Posted By: drgonzaga
Date Posted: 29-May-2009 at 19:18
Been to a Hard Rock Cafe, lately? That enterprise is the sole property of Florida's Seminole Nation, and is but a tip of their portfolio iceberg. By the 1990s, each individual Seminole was receiving an annual income of some $200,000 as their share of tribal income! Yes, one can find examples of rural poverty associated with life on the "reservation", yet often it is also a conscious decision in efforts to maintain traditional practices.
 
http://www.itcaonline.com/tribes_hopi.html - http://www.itcaonline.com/tribes_hopi.html
 
As lirelou pointed out in terms of Florida, it is quite dangerous to generalize.
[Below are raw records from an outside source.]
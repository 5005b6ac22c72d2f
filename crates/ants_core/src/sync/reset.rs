//! Reset request shared between the input source and the game loop.

use std::sync::atomic::{AtomicBool, Ordering};
use std::sync::Arc;

/// One-shot flag: raised by whoever sees the reset button, consumed by the
/// game loop between frames.
#[derive(Clone, Debug, Default)]
pub struct ResetLatch {
    raised: Arc<AtomicBool>,
}

impl ResetLatch {
    /// Creates a lowered latch.
    #[must_use]
    pub fn new() -> Self {
        Self::default()
    }

    /// Requests a reset.
    #[inline]
    pub fn raise(&self) {
        self.raised.store(true, Ordering::Release);
    }

    /// Returns true once per raise, lowering the latch.
    #[inline]
    pub fn take(&self) -> bool {
        self.raised.swap(false, Ordering::AcqRel)
    }

    /// Checks the latch without consuming it.
    #[inline]
    #[must_use]
    pub fn is_raised(&self) -> bool {
        self.raised.load(Ordering::Acquire)
    }
}
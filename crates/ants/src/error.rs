//! Table error types.

use ants_rendering::AssetError;
use ants_rules::RulesError;
use thiserror::Error;

/// Errors surfaced by the table.
#[derive(Error, Debug, Clone, PartialEq, Eq)]
pub enum TableError {
    /// Rules, configuration or settings failure.
    #[error(transparent)]
    Rules(#[from] RulesError),

    /// The art bank was rejected.
    #[error(transparent)]
    Assets(#[from] AssetError),

    /// The computer had no card to move.
    #[error("{0:?} has no card to move")]
    EmptyHand(ants_shared::Player),

    /// A human seat is waiting on a pad source with nothing left to report.
    #[error("no controller input left for {0:?}")]
    PadsExhausted(ants_shared::Player),
}

/// Result type for table operations.
pub type TableResult<T> = Result<T, TableError>;
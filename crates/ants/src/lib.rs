//! # Ants
//!
//! The card-battle table: rules, screen and players wired together.
//!
//! ## Architecture
//!
//! ```text
//! ┌─────────────────────────────────────────────────────────────────────┐
//! │                             ANTS TABLE                              │
//! ├─────────────────────────────────────────────────────────────────────┤
//! │                                                                     │
//! │  ┌─────────────────┐     ┌─────────────────┐     ┌───────────────┐  │
//! │  │   ants_rules    │     │    ants_ui      │     │ ants_rendering│  │
//! │  │                 │     │                 │     │               │  │
//! │  │  • Resources    │     │  • Slides       │     │  • Vdp        │  │
//! │  │  • Effects      │     │  • Pads/cursor  │     │  • Card cache │  │
//! │  │  • Computer     │     │  • Layout       │     │  • Panels     │  │
//! │  │  • Settings     │     │                 │     │  • Structures │  │
//! │  └────────┬────────┘     └────────┬────────┘     └───────┬───────┘  │
//! │           │                       │                      │          │
//! │           │              ┌────────▼────────┐             │          │
//! │           └─────────────>│      Table      │<────────────┘          │
//! │                          │  (turn loop)    │                        │
//! │                          └────────┬────────┘                        │
//! │                                   ▼                                 │
//! │                              EventBus                               │
//! └─────────────────────────────────────────────────────────────────────┘
//! ```
//!
//! ## Modules
//!
//! - `events`: What happened at the table
//! - `table`: Game setup and the turn loop

#![deny(missing_docs)]
#![deny(unsafe_code)]
#![deny(clippy::all)]
#![warn(clippy::pedantic)]
#![deny(clippy::perf)]

pub mod error;
pub mod events;
pub mod table;

pub use ants_core as core;
pub use ants_rendering as rendering;
pub use ants_rules as rules;
pub use ants_shared as shared;
pub use ants_ui as ui;

pub use error::{TableError, TableResult};
pub use events::{EventBus, EventReceiver, EventSender, TableEvent};
pub use table::{Table, TurnOutcome};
I am still familiar with some Miccosukee who prefer the traditional chiki.
 

Per Florida Statutes, Chickee / Chiki huts are treated differently in the review process than all other Open-Air Pavilions. A Chickee / Chiki hut is defined as an open-sided wooden hut with a thatched roof of palm or palmetto or other traditional materials, devoid of electric, plumbing or other non-wood features, and constructed by either the Miccosukee Tribe of Indians of Florida or the Seminole Tribe of Florida.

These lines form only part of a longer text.